In the listing below, count each line containing "Some" and answer with the count only.

╔══

use crate::error::Result;
use crate::models::ScoredItem;
use async_trait::async_trait;
use dashmap::DashMap;

/// Personalized list of a user, label = user id.
pub const RECOMMEND_ITEMS: &str = "recommend_items";
/// Neighbours of an item, label = item id.
pub const SIMILAR_ITEMS: &str = "similar_items";
pub const POPULAR_ITEMS: &str = "popular_items";
pub const LATEST_ITEMS: &str = "latest_items";

/// Scalar metadata written by the cache refresher.
pub const GLOBAL_META: &str = "global_meta";
pub const LAST_UPDATE_RECOMMEND_TIME: &str = "last_update_recommend_time";
pub const LAST_UPDATE_SIMILAR_TIME: &str = "last_update_similar_time";
pub const LAST_UPDATE_POPULAR_TIME: &str = "last_update_popular_time";
pub const LAST_UPDATE_LATEST_TIME: &str = "last_update_latest_time";

/// Scored lists, scalars and string lists keyed by `(prefix, name)`.
///
/// Absent keys read as empty values, never as errors.
#[cfg_attr(test, mockall::automock)]
#[async_trait]
pub trait CacheStore: Send + Sync {
    /// Replaces the list stored under `(prefix, label)`.
    async fn set_scores(&self, prefix: &str, label: &str, items: &[ScoredItem]) -> Result<()>;

    /// Entries `begin..=end` of a list; `end == -1` reads to the end.
    async fn get_scores(
        &self,
        prefix: &str,
        label: &str,
        begin: usize,
        end: isize,
    ) -> Result<Vec<ScoredItem>>;

    async fn get_string(&self, prefix: &str, name: &str) -> Result<Option<String>>;
    async fn set_string(&self, prefix: &str, name: &str, value: &str) -> Result<()>;

    /// Absent integers read as 0.
    async fn get_int(&self, prefix: &str, name: &str) -> Result<i64>;
    async fn set_int(&self, prefix: &str, name: &str, value: i64) -> Result<()>;
    async fn incr_int(&self, prefix: &str, name: &str) -> Result<i64>;

    async fn append_list(&self, prefix: &str, name: &str, items: &[String]) -> Result<()>;
    async fn get_list(&self, prefix: &str, name: &str) -> Result<Vec<String>>;
    async fn clear_list(&self, prefix: &str, name: &str) -> Result<()>;
}

fn key(prefix: &str, name: &str) -> String {
    if name.is_empty() {
        prefix.to_string()
    } else {
        format!("{}/{}", prefix, name)
    }
}

/// Process-local cache backed by concurrent maps.
#[derive(Debug, Default)]
pub struct MemoryCache {
    scores: DashMap<String, Vec<ScoredItem>>,
    strings: DashMap<String, String>,
    ints: DashMap<String, i64>,
    lists: DashMap<String, Vec<String>>,
}

impl MemoryCache {
    pub fn new() -> Self {
        Self::default()
    }
}

#[async_trait]
impl CacheStore for MemoryCache {
    async fn set_scores(&self, prefix: &str, label: &str, items: &[ScoredItem]) -> Result<()> {
        self.scores.insert(key(prefix, label), items.to_vec());
        Ok(())
    }

    async fn get_scores(
        &self,
        prefix: &str,
        label: &str,
        begin: usize,
        end: isize,
    ) -> Result<Vec<ScoredItem>> {
        let Some(items) = self.scores.get(&key(prefix, label)) else {
            return Ok(Vec::new());
        };
        let stop = if end < 0 {
            items.len()
        } else {
            (end as usize).saturating_add(1).min(items.len())
        };
        if begin >= stop {
            return Ok(Vec::new());
        }
        Ok(items[begin..stop].to_vec())
    }

    async fn get_string(&self, prefix: &str, name: &str) -> Result<Option<String>> {
        Ok(self.strings.get(&key(prefix, name)).map(|v| v.clone()))
    }

    async fn set_string(&self, prefix: &str, name: &str, value: &str) -> Result<()> {
        self.strings.insert(key(prefix, name), value.to_string());
        Ok(())
    }

    async fn get_int(&self, prefix: &str, name: &str) -> Result<i64> {
        Ok(self.ints.get(&key(prefix, name)).map(|v| *v).unwrap_or(0))
    }

    async fn set_int(&self, prefix: &str, name: &str, value: i64) -> Result<()> {
        self.ints.insert(key(prefix, name), value);
        Ok(())
    }

    async fn incr_int(&self, prefix: &str, name: &str) -> Result<i64> {
        let mut entry = self.ints.entry(key(prefix, name)).or_insert(0);
        *entry += 1;
        Ok(*entry)
    }

    async fn append_list(&self, prefix: &str, name: &str, items: &[String]) -> Result<()> {
        self.lists
            .entry(key(prefix, name))
            .or_default()
            .extend_from_slice(items);
        Ok(())
    }

    async fn get_list(&self, prefix: &str, name: &str) -> Result<Vec<String>> {
        Ok(self
            .lists
            .get(&key(prefix, name))
            .map(|v| v.clone())
            .unwrap_or_default())
    }

    async fn clear_list(&self, prefix: &str, name: &str) -> Result<()> {
        self.lists.remove(&key(prefix, name));
        Ok(())
    }
}

#[cfg(test)]
mod tests {
    use super::*;

    fn scored(ids: &[(&str, f32)]) -> Vec<ScoredItem> {
        ids.iter().map(|(id, s)| ScoredItem::new(*id, *s)).collect()
    }

    #[tokio::test]
    async fn test_scores_range() {
        let cache = MemoryCache::new();
        let items = scored(&[("1", 4.0), ("2", 3.0), ("3", 2.0), ("4", 1.0)]);
        cache.set_scores(RECOMMEND_ITEMS, "0", &items).await.unwrap();

        assert_eq!(cache.get_scores(RECOMMEND_ITEMS, "0", 0, -1).await.unwrap(), items);
        assert_eq!(cache.get_scores(RECOMMEND_ITEMS, "0", 1, 2).await.unwrap(), items[1..3]);
        assert_eq!(cache.get_scores(RECOMMEND_ITEMS, "0", 3, 100).await.unwrap(), items[3..]);
        assert!(cache.get_scores(RECOMMEND_ITEMS, "0", 9, -1).await.unwrap().is_empty());
        assert!(cache.get_scores(RECOMMEND_ITEMS, "1", 0, -1).await.unwrap().is_empty());

        // set replaces the previous list
        cache.set_scores(RECOMMEND_ITEMS, "0", &items[..1]).await.unwrap();
        assert_eq!(cache.get_scores(RECOMMEND_ITEMS, "0", 0, -1).await.unwrap().len(), 1);
    }

    #[tokio::test]
    async fn test_scalars() {
        let cache = MemoryCache::new();
        assert_eq!(cache.get_string(GLOBAL_META, LAST_UPDATE_POPULAR_TIME).await.unwrap(), None);
        cache.set_string(GLOBAL_META, LAST_UPDATE_POPULAR_TIME, "now").await.unwrap();
        assert_eq!(
            cache.get_string(GLOBAL_META, LAST_UPDATE_POPULAR_TIME).await.unwrap().as_deref(),
            Some("now")
        );

        assert_eq!(cache.get_int(GLOBAL_META, "n").await.unwrap(), 0);
        assert_eq!(cache.incr_int(GLOBAL_META, "n").await.unwrap(), 1);
        cache.set_int(GLOBAL_META, "n", 10).await.unwrap();
        assert_eq!(cache.incr_int(GLOBAL_META, "n").await.unwrap(), 11);
    }

    #[tokio::test]
    async fn test_lists() {
        let cache = MemoryCache::new();
        cache.append_list("ignore", "0", &["a".to_string()]).await.unwrap();
        cache.append_list("ignore", "0", &["b".to_string()]).await.unwrap();
        assert_eq!(cache.get_list("ignore", "0").await.unwrap(), vec!["a", "b"]);
        cache.clear_list("ignore", "0").await.unwrap();
        assert!(cache.get_list("ignore", "0").await.unwrap().is_empty());
    }
}
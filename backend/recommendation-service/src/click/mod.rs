//! Factorization machines for click-through and rating prediction.

pub mod dataset;
pub mod evaluator;
pub mod fm;
pub mod unified_index;

use serde::{Deserialize, Serialize};
use std::fmt;

pub use dataset::{ClickDataSet, ClickDataSetBuilder};
pub use evaluator::Score;
pub use fm::Fm;
pub use unified_index::{UnifiedIndex, UnifiedIndexBuilder};

#[derive(Debug, Clone, Copy, PartialEq, Eq, Serialize, Deserialize)]
pub enum Task {
    /// Squared loss on real-valued targets.
    Regression,
    /// Logistic loss on targets in {-1, +1}.
    Classification,
}

impl fmt::Display for Task {
    fn fmt(&self, f: &mut fmt::Formatter<'_>) -> fmt::Result {
        match self {
            Task::Regression => f.write_str("regression"),
            Task::Classification => f.write_str("classification"),
        }
    }
}

#[derive(Debug, Clone, Copy, PartialEq, Eq)]
pub struct FitConfig {
    pub jobs: usize,
    pub verbose: usize,
}

impl Default for FitConfig {
    fn default() -> Self {
        Self {
            jobs: 1,
            verbose: 10,
        }
    }
}

impl FitConfig {
    pub fn with_jobs(mut self, jobs: usize) -> Self {
        self.jobs = jobs;
        self
    }

    pub fn with_verbose(mut self, verbose: usize) -> Self {
        self.verbose = verbose;
        self
    }

    pub fn is_checkpoint(&self, epoch: usize, n_epochs: usize) -> bool {
        epoch == n_epochs || epoch % self.verbose.max(1) == 0
    }
}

╚══

## RESPONSE TO THE TASK
2